Source information:
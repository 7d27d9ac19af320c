//! Refinement operations on [`AdaptiveMesh`].
//!
//! # Expected invariants
//! - Refinement only appends points; existing indices stay valid.
//! - `refine_large_triangles` keeps the mesh Delaunay and is rejected with
//!   [`MeshError::IllegalState`] once the mesh stopped being Delaunay.
//! - `refine_broken_triangles` replaces each broken triangle by five that tile
//!   it exactly; `refine_invalid_triangles` replaces a triangle by a part of it.
//! - A call that returns an error leaves the mesh unchanged.

use crate::debug_invariants::DebugInvariants;
use crate::geometry::delaunay::IncrementalTriangulation;
use crate::geometry::point::Point2;
use crate::mapping::{Mapping, map_checked};
use crate::mesh::merge::{AreaPolicy, Subdivision};
use crate::mesh::resample::{
    Corners, EdgeSamples, Side, first_defined, last_defined_from_start, widest_segment,
};
use crate::mesh::{AREA_TOLERANCE, AdaptiveMesh, MeshView};
use crate::mesh_error::MeshError;

fn check_mask(mask: &[bool], expected: usize) -> Result<(), MeshError> {
    if mask.len() != expected {
        return Err(MeshError::MaskLengthMismatch {
            expected,
            found: mask.len(),
        });
    }
    Ok(())
}

/// The five pieces of a split triangle must cover its unsigned area to
/// within `AREA_TOLERANCE` relative.
fn check_partition(triangle: usize, expected: f64, found: f64) -> Result<(), MeshError> {
    if !((expected - found).abs() <= AREA_TOLERANCE * expected) {
        return Err(MeshError::PartitionMismatch {
            triangle,
            expected,
            found,
        });
    }
    Ok(())
}

/// Stage sample `i` of triangle `k`'s edge `side`.
fn stage_sample(
    staged: &mut Subdivision,
    samples: &EdgeSamples,
    k: usize,
    side: Side,
    i: usize,
) -> usize {
    staged.push_point(samples.domain(k, side)[i], samples.image(k, side)[i])
}

impl<M: Mapping, T: IncrementalTriangulation> AdaptiveMesh<M, T> {
    /// Insert the domain centroid of every triangle flagged by `is_large`
    /// and restore the Delaunay triangulation.
    ///
    /// Returns the number of points added; zero means nothing was flagged.
    /// Fails with [`MeshError::IllegalState`] after any broken- or
    /// invalid-triangle refinement.
    pub fn refine_large_triangles<F>(&mut self, is_large: F) -> Result<usize, MeshError>
    where
        F: FnOnce(&MeshView<'_>) -> Vec<bool>,
    {
        if self.triangulation.is_none() {
            return Err(MeshError::IllegalState(
                "large-triangle refinement requires a Delaunay mesh",
            ));
        }
        let mask = is_large(&self.view());
        check_mask(&mask, self.simplices.len())?;

        let centroids: Vec<Point2> = self
            .simplices
            .iter()
            .zip(&mask)
            .filter(|&(_, &large)| large)
            .map(|(&[a, b, c], _)| {
                Point2::centroid(&self.domain[a], &self.domain[b], &self.domain[c])
            })
            .filter(Point2::is_finite)
            .collect();
        if centroids.is_empty() {
            return Ok(0);
        }

        let image = map_checked(&self.mapping, &centroids)?;
        let Some(triangulation) = self.triangulation.as_mut() else {
            return Err(MeshError::IllegalState(
                "large-triangle refinement requires a Delaunay mesh",
            ));
        };
        triangulation.insert(&centroids)?;
        self.simplices = triangulation.simplices();
        self.domain.extend_from_slice(&centroids);
        self.image.extend(image);

        log::info!("large-triangle refinement added {} points", centroids.len());
        crate::debug_invariants!(self.validate_invariants(), "refine_large_triangles");
        Ok(centroids.len())
    }
}

impl<M: Mapping, T> AdaptiveMesh<M, T> {
    /// Split every triangle flagged by `is_broken` in five along the
    /// discontinuity located by resampling its two longest image edges with
    /// `n_divide` points each.
    ///
    /// Triangles whose three vertices are undefined are left alone. Returns
    /// the number of triangles added. Any successful call, even one that
    /// splits nothing, ends the mesh's Delaunay state.
    pub fn refine_broken_triangles<F>(
        &mut self,
        is_broken: F,
        n_divide: usize,
    ) -> Result<usize, MeshError>
    where
        F: FnOnce(&MeshView<'_>) -> Vec<bool>,
    {
        if n_divide < 2 {
            return Err(MeshError::InvalidDivisionCount(n_divide));
        }
        let mut mask = is_broken(&self.view());
        check_mask(&mask, self.simplices.len())?;
        for (flag, &t) in mask.iter_mut().zip(&self.simplices) {
            if *flag && t.iter().all(|&v| !self.image[v].is_defined()) {
                *flag = false;
            }
        }

        let sources: Vec<[usize; 3]> = self
            .simplices
            .iter()
            .zip(&mask)
            .filter_map(|(&t, &broken)| broken.then_some(t))
            .collect();
        let corners: Vec<Corners> = sources
            .iter()
            .map(|&t| self.isolate_by_shortest_edge(t))
            .collect();
        let samples = self.resample_edges(&corners, n_divide)?;

        let mut staged = Subdivision::new(self.domain.len());
        for (k, (&source, tri)) in sources.iter().zip(&corners).enumerate() {
            let i = widest_segment(samples.image(k, Side::TowardA));
            let j = widest_segment(samples.image(k, Side::TowardB));
            let p1 = stage_sample(&mut staged, &samples, k, Side::TowardA, i);
            let p2 = stage_sample(&mut staged, &samples, k, Side::TowardB, j);
            let p3 = stage_sample(&mut staged, &samples, k, Side::TowardA, i + 1);
            let p4 = stage_sample(&mut staged, &samples, k, Side::TowardB, j + 1);
            let pieces = [
                [tri.c, p1, p2],
                [p1, p3, p2],
                [p2, p3, p4],
                [p4, p3, tri.a],
                [p4, tri.a, tri.b],
            ];

            let expected = self.staged_area(&staged, source).abs();
            let found: f64 = pieces
                .iter()
                .map(|&t| self.staged_area(&staged, t).abs())
                .sum();
            check_partition(k, expected, found)?;
            staged.simplices.extend(pieces);
        }

        let points = staged.domain.len();
        let added = self.merge_subdivision(staged, &mask, AreaPolicy::Conserve)?;
        log::info!(
            "broken-triangle refinement split {} triangles, added {points} points",
            sources.len()
        );
        Ok(added)
    }

    /// Cut away the part of each triangle next to its undefined vertices.
    ///
    /// With one undefined vertex `C`, the first defined samples walking out
    /// of `C` along `C -> A` and `C -> B` (`p1`, `p2`) bound the kept
    /// quadrilateral, emitted as `(p1, A, p2)` and `(A, B, p2)`. With two
    /// undefined vertices the last samples of the defined run leaving the
    /// valid vertex `C` give the single triangle `(p1, p2, C)`. Triangles
    /// with no or three undefined vertices are untouched.
    ///
    /// Returns the number of triangles added.
    pub fn refine_invalid_triangles(&mut self, n_divide: usize) -> Result<usize, MeshError> {
        if n_divide < 2 {
            return Err(MeshError::InvalidDivisionCount(n_divide));
        }

        let mut cases = Vec::new();
        for (index, &t) in self.simplices.iter().enumerate() {
            let undefined = t.map(|v| !self.image[v].is_defined());
            let count = undefined.iter().filter(|&&u| u).count();
            let apex = match count {
                1 => undefined.iter().position(|&u| u),
                2 => undefined.iter().position(|&u| !u),
                _ => None,
            };
            if let Some(apex) = apex {
                cases.push((index, count, Corners::rotated(t, apex)));
            }
        }
        let corners: Vec<Corners> = cases.iter().map(|&(_, _, c)| c).collect();
        let samples = self.resample_edges(&corners, n_divide)?;

        let mut mask = vec![false; self.simplices.len()];
        let mut staged = Subdivision::new(self.domain.len());
        for (k, &(index, count, tri)) in cases.iter().enumerate() {
            let toward_a = samples.image(k, Side::TowardA);
            let toward_b = samples.image(k, Side::TowardB);
            let bounds = if count == 1 {
                first_defined(toward_a).zip(first_defined(toward_b))
            } else {
                last_defined_from_start(toward_a).zip(last_defined_from_start(toward_b))
            };
            // the mapping disagreed with the vertex images it gave before
            let Some((i, j)) = bounds else {
                log::debug!("triangle {index} has no defined samples; kept");
                continue;
            };
            let p1 = stage_sample(&mut staged, &samples, k, Side::TowardA, i);
            let p2 = stage_sample(&mut staged, &samples, k, Side::TowardB, j);
            if count == 1 {
                staged.simplices.extend([[p1, tri.a, p2], [tri.a, tri.b, p2]]);
            } else {
                staged.simplices.push([p1, p2, tri.c]);
            }
            mask[index] = true;
        }

        let replaced = mask.iter().filter(|&&m| m).count();
        let points = staged.domain.len();
        let added = self.merge_subdivision(staged, &mask, AreaPolicy::NoGrowth)?;
        log::info!(
            "invalid-vertex refinement replaced {replaced} triangles, added {points} points"
        );
        Ok(added)
    }
}

#[cfg(test)]
mod tests {
    use super::*;

    #[test]
    fn partition_tolerance_is_relative_to_the_source_triangle() {
        assert!(check_partition(0, 0.5, 0.5 * (1.0 + 1e-12)).is_ok());
        assert!(check_partition(0, 1e-6, 1e-6 * (1.0 + 1e-12)).is_ok());

        // an absolute slack of 1e-12 is far beyond 1e-10 of a tiny triangle
        let err = check_partition(3, 1e-6, 1e-6 + 1e-12).unwrap_err();
        assert_eq!(
            err,
            MeshError::PartitionMismatch {
                triangle: 3,
                expected: 1e-6,
                found: 1e-6 + 1e-12,
            }
        );
        assert!(err.is_invariant_violation());
    }

    #[test]
    fn nan_area_is_a_partition_mismatch() {
        assert!(check_partition(0, 0.5, f64::NAN).is_err());
    }
}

Problem details:
From the first line of the entries above to the line with "five that tile", please return every line exactly, keeping both ends.

Solution below:
repository 7d27d9ac19af320c
//! Refinement operations on [`AdaptiveMesh`].
//!
//! # Expected invariants
//! - Refinement only appends points; existing indices stay valid.
//! - `refine_large_triangles` keeps the mesh Delaunay and is rejected with
//!   [`MeshError::IllegalState`] once the mesh stopped being Delaunay.
//! - `refine_broken_triangles` replaces each broken triangle by five that tile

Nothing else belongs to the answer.